1,4-Bis(trichloromethyl)benzene
- Names: Preferred IUPAC name 1,4-Bis(trichloromethyl)benzene

Identifiers
- CAS Number: 68-36-0;
- 3D model (JSmol): Interactive image;
- ChEMBL: ChEMBL3182002;
- ChemSpider: 5997;
- ECHA InfoCard: 100.000.624
- EC Number: 200-686-3;
- PubChem CID: 6233;
- UNII: 42CH2735EU;
- CompTox Dashboard (EPA): DTXSID7026366 ;

Properties
- Appearance: white solid
- Density: 1.778 g/cm^{3}
- Melting point: 108–110 °C (226–230 °F; 381–383 K)
- Boiling point: 213 °C (415 °F; 486 K)
- Hazards: GHS labelling:
- Pictograms: GHS05: Corrosive GHS06: Toxic
- Signal word: Danger
- Hazard statements: H301, H311, H314, H331
- Precautionary statements: P260, P261, P264, P270, P271, P280, P301+P310, P301+P330+P331, P302+P352, P303+P361+P353, P304+P340, P305+P351+P338, P310, P311, P312, P321, P322, P330, P361, P363, P403+P233, P405, P501

= 1,4-Bis(trichloromethyl)benzene =

1,4-Bis(trichloromethyl)benzene is an organic compound with the formula C_{6}H_{4}(CCl_{3})_{2}. A white solid, it is prepared industrially by chlorination of para-xylene.

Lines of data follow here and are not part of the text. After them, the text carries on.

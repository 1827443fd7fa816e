// Copyright 2025 coScene
//
// Licensed under the Apache License, Version 2.0 (the "License");
// you may not use this file except in compliance with the License.
// You may obtain a copy of the License at
//
//     http://www.apache.org/licenses/LICENSE-2.0
//
// Unless required by applicable law or agreed to in writing, software
// distributed under the License is distributed on an "AS IS" BASIS,
// WITHOUT WARRANTIES OR CONDITIONS OF ANY KIND, either express or implied.
// See the License for the specific language governing permissions and
// limitations under the License.

// Sink trait implemented by every consumer of logged messages

use std::fmt;
use std::num::NonZeroU64;
use std::sync::atomic::{AtomicU64, Ordering};
use std::sync::Arc;

use tracing::debug;

use crate::channel::{ChannelId, RawChannel};
use crate::metadata::Metadata;
use crate::sink_channel_filter::SinkChannelFilter;
use crate::Error;

/// Unique identifier of a sink, shared by all contexts in the process
#[derive(Debug, Clone, Copy, PartialEq, Eq, Hash, PartialOrd, Ord)]
pub struct SinkId(NonZeroU64);

impl SinkId {
    pub const fn new(id: NonZeroU64) -> Self {
        Self(id)
    }

    /// Allocates the next sink ID.
    pub fn next() -> Self {
        static NEXT_ID: AtomicU64 = AtomicU64::new(0);
        let id = NEXT_ID.fetch_add(1, Ordering::Relaxed);
        Self(NonZeroU64::MIN.saturating_add(id))
    }
}

impl From<SinkId> for u64 {
    fn from(id: SinkId) -> Self {
        id.0.get()
    }
}

impl fmt::Display for SinkId {
    fn fmt(&self, f: &mut fmt::Formatter<'_>) -> fmt::Result {
        self.0.fmt(f)
    }
}

/// Consumer of logged messages
///
/// A sink is attached to a [`Context`](crate::Context). The context advertises
/// channels to the sink, tracks which channels the sink is subscribed to, and
/// calls [`Sink::log`] for every message on those channels.
///
/// # Thread Safety
///
/// `log` is called directly on the thread that logged the message, possibly from
/// many threads at once. It should never block on slow I/O. Sinks must not call
/// back into the context from `add_channels`.
pub trait Sink: Send + Sync {
    /// Unique ID of this sink.
    fn id(&self) -> SinkId;

    /// Writes one message.
    ///
    /// Errors are reported by the context and do not affect delivery to other sinks.
    fn log(&self, channel: &RawChannel, msg: &[u8], metadata: &Metadata) -> Result<(), Error>;

    /// Called when channels are advertised to this sink, either because they already
    /// existed when the sink was attached, or because they were created afterwards.
    ///
    /// Sinks that do not auto-subscribe return the channel IDs they want to subscribe
    /// to right away. Most sinks subscribe later through the context, or not at all.
    ///
    /// Runs while the context holds its registry lock and must not call back into the
    /// context.
    fn add_channels(&self, _channels: &[&Arc<RawChannel>]) -> Option<Vec<ChannelId>> {
        None
    }

    /// Called when a previously advertised channel is closed. The context lock is not
    /// held, so implementations may query the context.
    fn remove_channel(&self, _channel: &RawChannel) {}

    /// Whether this sink is subscribed to every channel it accepts.
    fn auto_subscribe(&self) -> bool {
        true
    }

    /// Filter deciding which channels this sink receives.
    fn channel_filter(&self) -> Option<&dyn SinkChannelFilter> {
        None
    }

    /// Message encodings this sink can consume. Channels with other encodings are
    /// treated as rejected by the filter.
    fn supported_encodings(&self) -> Option<&[String]> {
        None
    }
}

/// Evaluates the sink's encoding allowlist and channel filter for one channel.
pub(crate) fn sink_accepts_channel(sink: &dyn Sink, channel: &RawChannel) -> bool {
    if let Some(encodings) = sink.supported_encodings() {
        if !encodings
            .iter()
            .any(|encoding| encoding == channel.message_encoding())
        {
            debug!(
                "Sink {} does not support encoding '{}' of channel '{}'",
                sink.id(),
                channel.message_encoding(),
                channel.topic()
            );
            return false;
        }
    }
    match sink.channel_filter() {
        Some(filter) => filter.should_subscribe(&channel.descriptor()),
        None => true,
    }
}

#[cfg(test)]
mod tests {
    use super::*;

    #[test]
    fn test_sink_ids_are_unique() {
        let a = SinkId::next();
        let b = SinkId::next();
        assert_ne!(a, b);
        assert!(u64::from(b) > u64::from(a));
    }
}
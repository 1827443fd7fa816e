// Copyright 2025 coScene
//
// Licensed under the Apache License, Version 2.0 (the "License");
// you may not use this file except in compliance with the License.
// You may obtain a copy of the License at
//
//     http://www.apache.org/licenses/LICENSE-2.0
//
// Unless required by applicable law or agreed to in writing, software
// distributed under the License is distributed on an "AS IS" BASIS,
// WITHOUT WARRANTIES OR CONDITIONS OF ANY KIND, either express or implied.
// See the License for the specific language governing permissions and
// limitations under the License.

// Tokio runtime used by the servers when the caller has none

use std::sync::OnceLock;

use tokio::runtime::{Builder, Handle, Runtime};
use tracing::debug;

use crate::Error;

static RUNTIME: OnceLock<Runtime> = OnceLock::new();

/// Builds a multi-thread runtime. `num_threads == 0` uses one worker per core.
pub fn build_runtime(num_threads: usize) -> Result<Runtime, Error> {
    let mut builder = Builder::new_multi_thread();
    builder.enable_all().thread_name("vizlog-worker");
    if num_threads > 0 {
        builder.worker_threads(num_threads);
    }
    Ok(builder.build()?)
}

/// Starts the shared runtime with the given worker count, if it is not running yet.
pub fn init_runtime(num_threads: usize) -> Result<Handle, Error> {
    if let Some(runtime) = RUNTIME.get() {
        return Ok(runtime.handle().clone());
    }
    let runtime = build_runtime(num_threads)?;
    debug!("Started shared runtime");
    // Another thread may have won the race; its runtime is kept and ours dropped.
    if let Err(runtime) = RUNTIME.set(runtime) {
        runtime.shutdown_background();
    }
    RUNTIME
        .get()
        .map(|runtime| runtime.handle().clone())
        .ok_or_else(|| Error::Unspecified("shared runtime unavailable".to_string()))
}

/// Returns the handle of the current runtime, or of the shared one started on demand.
pub fn get_runtime_handle() -> Result<Handle, Error> {
    match Handle::try_current() {
        Ok(handle) => Ok(handle),
        Err(_) => init_runtime(0),
    }
}
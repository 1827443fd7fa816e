// Copyright 2025 coScene
//
// Licensed under the Apache License, Version 2.0 (the "License");
// you may not use this file except in compliance with the License.
// You may obtain a copy of the License at
//
//     http://www.apache.org/licenses/LICENSE-2.0
//
// Unless required by applicable law or agreed to in writing, software
// distributed under the License is distributed on an "AS IS" BASIS,
// WITHOUT WARRANTIES OR CONDITIONS OF ANY KIND, either express or implied.
// See the License for the specific language governing permissions and
// limitations under the License.

// Client-facing views handed to server callbacks

use std::fmt;
use std::net::SocketAddr;
use std::sync::atomic::{AtomicU32, Ordering};
use std::sync::Weak;

use super::connected_client::ConnectedClient;
use super::protocol::Status;
use crate::channel::ChannelId;

/// Identifier of a connected client, unique within the process
#[derive(Debug, Clone, Copy, PartialEq, Eq, Hash, PartialOrd, Ord)]
pub struct ClientId(u32);

impl ClientId {
    pub(crate) fn next() -> Self {
        static NEXT_ID: AtomicU32 = AtomicU32::new(1);
        Self(NEXT_ID.fetch_add(1, Ordering::Relaxed))
    }
}

impl From<ClientId> for u32 {
    fn from(id: ClientId) -> Self {
        id.0
    }
}

impl fmt::Display for ClientId {
    fn fmt(&self, f: &mut fmt::Formatter<'_>) -> fmt::Result {
        self.0.fmt(f)
    }
}

/// Handle to a connected client
///
/// Holds a weak reference, so it stays valid (but inert) after the client
/// disconnects.
#[derive(Debug, Clone)]
pub struct Client {
    id: ClientId,
    addr: SocketAddr,
    client: Weak<ConnectedClient>,
}

impl Client {
    pub(crate) fn new(id: ClientId, addr: SocketAddr, client: Weak<ConnectedClient>) -> Self {
        Self { id, addr, client }
    }

    pub fn id(&self) -> ClientId {
        self.id
    }

    pub fn addr(&self) -> SocketAddr {
        self.addr
    }

    pub fn is_connected(&self) -> bool {
        self.client.strong_count() > 0
    }

    /// Sends a status message to this client only.
    pub fn send_status(&self, status: Status) {
        if let Some(client) = self.client.upgrade() {
            client.send_status(status);
        }
    }
}

/// Server channel a client subscribed to or unsubscribed from
#[derive(Debug, Clone, Copy)]
pub struct ChannelView<'a> {
    id: ChannelId,
    topic: &'a str,
}

impl<'a> ChannelView<'a> {
    pub(crate) fn new(id: ChannelId, topic: &'a str) -> Self {
        Self { id, topic }
    }

    pub fn id(&self) -> ChannelId {
        self.id
    }

    pub fn topic(&self) -> &'a str {
        self.topic
    }
}

/// Channel advertised by a publishing client
#[derive(Debug, Clone, PartialEq, Eq)]
pub struct ClientChannel {
    pub id: u32,
    pub topic: String,
    pub encoding: String,
    pub schema_name: String,
    pub schema_encoding: Option<String>,
    /// Decoded schema bytes.
    pub schema: Option<Vec<u8>>,
}
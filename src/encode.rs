// Copyright 2025 coScene
//
// Licensed under the Apache License, Version 2.0 (the "License");
// you may not use this file except in compliance with the License.
// You may obtain a copy of the License at
//
//     http://www.apache.org/licenses/LICENSE-2.0
//
// Unless required by applicable law or agreed to in writing, software
// distributed under the License is distributed on an "AS IS" BASIS,
// WITHOUT WARRANTIES OR CONDITIONS OF ANY KIND, either express or implied.
// See the License for the specific language governing permissions and
// limitations under the License.

// Message encoding boundary between typed messages and the logging core

use bytes::BufMut;
use serde::Serialize;

use crate::{Error, Schema};

/// A message type that can be logged on a typed [`Channel`](crate::Channel)
///
/// The core never inspects messages. Anything that can describe its schema and
/// message encoding and write itself into a buffer can be logged.
pub trait Encode {
    type Error: std::error::Error + Send + Sync + 'static;

    /// Schema describing the message, if any.
    fn get_schema() -> Option<Schema>;

    /// Message encoding, for example `json` or `protobuf`.
    fn get_message_encoding() -> String;

    /// Encodes the message into `buf`.
    fn encode(&self, buf: &mut impl BufMut) -> Result<(), Self::Error>;

    /// Size hint for the encoded message.
    fn encoded_len(&self) -> Option<usize> {
        None
    }

    /// Encodes into a caller-provided buffer and returns the number of bytes written.
    ///
    /// Fails with [`Error::BufferTooShort`] carrying the required size when `buf`
    /// cannot hold the message, so the caller can grow the buffer and retry.
    fn encode_to_slice(&self, buf: &mut [u8]) -> Result<usize, Error> {
        if let Some(required) = self.encoded_len() {
            if required > buf.len() {
                return Err(Error::BufferTooShort { required });
            }
        }
        let mut encoded = Vec::with_capacity(self.encoded_len().unwrap_or(buf.len()));
        self.encode(&mut encoded)
            .map_err(|e| Error::EncodeError(e.to_string()))?;
        if encoded.len() > buf.len() {
            return Err(Error::BufferTooShort {
                required: encoded.len(),
            });
        }
        buf[..encoded.len()].copy_from_slice(&encoded);
        Ok(encoded.len())
    }
}

impl Encode for serde_json::Value {
    type Error = serde_json::Error;

    fn get_schema() -> Option<Schema> {
        None
    }

    fn get_message_encoding() -> String {
        "json".to_string()
    }

    fn encode(&self, buf: &mut impl BufMut) -> Result<(), Self::Error> {
        serde_json::to_writer(buf.writer(), self)
    }
}

/// Wrapper that logs any serializable value as a schemaless `json` message
#[derive(Debug, Clone, PartialEq)]
pub struct JsonMessage<T>(pub T);

impl<T: Serialize> Encode for JsonMessage<T> {
    type Error = serde_json::Error;

    fn get_schema() -> Option<Schema> {
        None
    }

    fn get_message_encoding() -> String {
        "json".to_string()
    }

    fn encode(&self, buf: &mut impl BufMut) -> Result<(), Self::Error> {
        serde_json::to_writer(buf.writer(), &self.0)
    }
}
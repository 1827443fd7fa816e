// Copyright 2025 coScene
//
// Licensed under the Apache License, Version 2.0 (the "License");
// you may not use this file except in compliance with the License.
// You may obtain a copy of the License at
//
//     http://www.apache.org/licenses/LICENSE-2.0
//
// Unless required by applicable law or agreed to in writing, software
// distributed under the License is distributed on an "AS IS" BASIS,
// WITHOUT WARRANTIES OR CONDITIONS OF ANY KIND, either express or implied.
// See the License for the specific language governing permissions and
// limitations under the License.

// Sink serving a co-located agent that forwards data to the cloud

use std::sync::Arc;

use tokio::runtime::Handle;

use crate::websocket::{Capability, ServerListener};
use crate::websocket_server::{ShutdownHandle, WebSocketServer, WebSocketServerHandle};
use crate::{Context, Error};

const CLOUD_SINK_NAME: &str = "vizlog-cloud-sink";

/// Builder for a cloud sink
///
/// The cloud sink is a streaming server on the loopback interface with a fixed set of
/// capabilities. The agent connecting to it subscribes to channels, publishes on its
/// own and calls services, like any other client.
#[must_use]
pub struct CloudSink {
    server: WebSocketServer,
}

impl Default for CloudSink {
    fn default() -> Self {
        let server = WebSocketServer::new()
            .name(CLOUD_SINK_NAME)
            .bind("127.0.0.1", 8765)
            .capabilities([
                Capability::ClientPublish,
                Capability::Time,
                Capability::Services,
                Capability::ConnectionGraph,
            ]);
        Self { server }
    }
}

impl CloudSink {
    pub fn new() -> Self {
        Self::default()
    }

    pub fn listener(mut self, listener: Arc<dyn ServerListener>) -> Self {
        self.server = self.server.listener(listener);
        self
    }

    pub fn supported_encodings<I, S>(mut self, encodings: I) -> Self
    where
        I: IntoIterator<Item = S>,
        S: Into<String>,
    {
        self.server = self.server.supported_encodings(encodings);
        self
    }

    pub fn session_id(mut self, session_id: impl Into<String>) -> Self {
        self.server = self.server.session_id(session_id);
        self
    }

    pub fn context(mut self, context: &Arc<Context>) -> Self {
        self.server = self.server.context(context);
        self
    }

    pub fn runtime(mut self, handle: &Handle) -> Self {
        self.server = self.server.runtime(handle);
        self
    }

    #[doc(hidden)]
    pub fn port(mut self, port: u16) -> Self {
        self.server = self.server.bind("127.0.0.1", port);
        self
    }

    pub async fn start(self) -> Result<CloudSinkHandle, Error> {
        let server = self.server.start().await?;
        Ok(CloudSinkHandle { server })
    }

    pub fn start_blocking(self) -> Result<CloudSinkHandle, Error> {
        let server = self.server.start_blocking()?;
        Ok(CloudSinkHandle { server })
    }
}

/// Handle to a running cloud sink
pub struct CloudSinkHandle {
    server: WebSocketServerHandle,
}

impl CloudSinkHandle {
    pub fn port(&self) -> u16 {
        self.server.port()
    }

    /// The underlying server, to publish services or the connection graph.
    pub fn server(&self) -> &WebSocketServerHandle {
        &self.server
    }

    /// Stops the sink. Messages already queued for the agent are delivered first.
    pub fn stop(self) -> ShutdownHandle {
        self.server.drain()
    }

    pub fn stop_blocking(self) {
        self.stop().wait_blocking();
    }
}

#[cfg(test)]
mod tests {
    use super::*;

    #[tokio::test]
    async fn test_start_and_stop() {
        let ctx = Context::new();
        let sink = CloudSink::new().context(&ctx).port(0).start().await.unwrap();
        assert_ne!(sink.port(), 0);
        assert!(sink.server().clients().is_empty());
        sink.stop().wait().await;
    }
}
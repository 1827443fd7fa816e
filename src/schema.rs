// Copyright 2025 coScene
//
// Licensed under the Apache License, Version 2.0 (the "License");
// you may not use this file except in compliance with the License.
// You may obtain a copy of the License at
//
//     http://www.apache.org/licenses/LICENSE-2.0
//
// Unless required by applicable law or agreed to in writing, software
// distributed under the License is distributed on an "AS IS" BASIS,
// WITHOUT WARRANTIES OR CONDITIONS OF ANY KIND, either express or implied.
// See the License for the specific language governing permissions and
// limitations under the License.

use std::borrow::Cow;

/// Description of the format of the messages on a channel
///
/// Schemas are immutable once attached to a channel. The channel owns its copy of the
/// schema bytes, so the buffer used to build a schema may be dropped or reused afterwards.
#[derive(Debug, Clone, PartialEq, Eq, Hash)]
pub struct Schema {
    /// Name, for example `foxglove.Log` or `sensor_msgs/Image`.
    pub name: String,
    /// Encoding of the schema data, for example `protobuf`, `jsonschema` or `ros2msg`.
    pub encoding: String,
    /// Schema payload.
    pub data: Cow<'static, [u8]>,
}

impl Schema {
    pub fn new(
        name: impl Into<String>,
        encoding: impl Into<String>,
        data: impl Into<Cow<'static, [u8]>>,
    ) -> Self {
        Self {
            name: name.into(),
            encoding: encoding.into(),
            data: data.into(),
        }
    }

    /// Builds a `jsonschema` schema from a JSON schema document.
    pub fn json_schema(name: impl Into<String>, schema: &serde_json::Value) -> Self {
        Self::new(name, "jsonschema", schema.to_string().into_bytes())
    }

    /// Returns true if the schema data is binary and must be base64-encoded in text protocols.
    pub(crate) fn is_binary(&self) -> bool {
        is_binary_schema_encoding(&self.encoding)
    }
}

pub(crate) fn is_binary_schema_encoding(encoding: &str) -> bool {
    matches!(encoding, "protobuf" | "flatbuffer")
}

It reacts with terephthalic acid to give terephthaloyl chloride, a precursor to Kevlar. It also reacts with sulfur dioxide to give the same acid chloride and thionyl chloride. It reacts with hydrogen fluoride in 1,2-dichloroethane to form 1,4-bis(chlorodifluoromethyl)benzene in a yield of 79%.